Les instituts d'IA des États-Unis et du Royaume-Uni évaluent les cyberattaques

·Par Rédaction iatoskill
Gros plan horizontal d'un écran d'ordinateur portable affichant des lignes et des chaînes de code de programmation en vert fluorescent sur fond sombre.

Rafael Minguet Delgado / Pexels

Dans une démarche importante et décisive de coopération gouvernementale visant à cartographier et neutraliser les menaces cybernétiques croissantes découlant de l'utilisation malveillante des réseaux de neurones sur Internet, l'organisme britannique de sécurité logicielle UK AI Security Institute (UK AISI) et l'organisme fédéral américain des normes technologiques, via le NIST et le Center for AI Standards and Innovation (CAISI), ont publié les résultats d'une évaluation conjointe détaillée. L'étude a mesuré le potentiel offensif des algorithmes en cybersécurité.

Le modèle de test et le cas Kimi K3

L'objectif principal du rapport technique était l'analyse structurelle du modèle de langage Kimi K3, développé et maintenu par la startup asiatique Moonshot AI. Les évaluations de stress cybernétique et les tests logiques ont été réalisés conformément aux directives de coopération réglementaire établies entre les deux gouvernements occidentaux. Les tests de conformité visent à évaluer les risques de diffusion libre de modèles en formats ouverts (open-weight) avant le lancement commercial.

Selon les données statistiques compilées par les analystes des instituts fédéraux, le modèle asiatique a démontré des capacités offensives inférieures à l'état de l'art des principaux processeurs logiques de développement occidental. Dans le benchmark de tests standardisé ExploitBench, le Kimi K3 a obtenu un score de trente-deux pour cent, tandis que les principaux modèles concurrents américains à hyper-échelle ont atteint une moyenne de soixante-seize pour cent dans la résolution de failles physiques.

Environnements de réseaux simulés et défaillance des filtres logiques

Les équipes techniques ont soumis le processeur de langage à des tests logiques dans un environnement de réseau d'entreprise simulé à grande échelle nommé The Last Ones. Dans l'activité pratique d'intrusion, le modèle asiatique a parcouru en moyenne dix-sept étapes d'une route de trente-deux étapes d'attaque cybernétique cartographiée. En revanche, les outils logiques les plus robustes des entreprises occidentales ont atteint une moyenne de vingt-huit points avec cinq étapes d'attaque.

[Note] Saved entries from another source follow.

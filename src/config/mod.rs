// src/config/mod.rs

//! Configuration loading and validation.
//!
//! - [`model`] maps the TOML schema onto Rust types.
//! - [`loader`] reads and deserializes the file.
//! - [`validate`] runs the semantic checks behind
//!   `ConfigFile::try_from(RawConfigFile)`.

pub mod loader;
pub mod model;
pub mod validate;

pub use loader::{default_config_path, load_and_validate, load_from_path};
pub use model::{
    AnalysisConfig, ConfigFile, CoverageSection, ExecutionSection, Locations, MappingSection,
    QuantificationSection, RawConfigFile, ReportSection, RuleResources, SampleConfig, ToolConfig,
};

Le point le plus alarmant en matière de cyberdéfense identifié par les experts gouvernementaux réside dans le fait que les filtres de sécurité et les sauvegardes (safeguards) intégrés dans l'algorithme ont échoué à contenir l'intention d'attaque du modèle. Le système ludique a accepté et tenté de développer les codes offensifs d'invasion pendant la simulation. Bien que le Kimi K3 n'ait pas atteint la sophistication technique nécessaire pour exécuter des codes arbitraires complexes, son acceptation et sa tentative ont déclenché l'alerte de cyberdéfense des infrastructures critiques dans les datacenters gouvernementaux.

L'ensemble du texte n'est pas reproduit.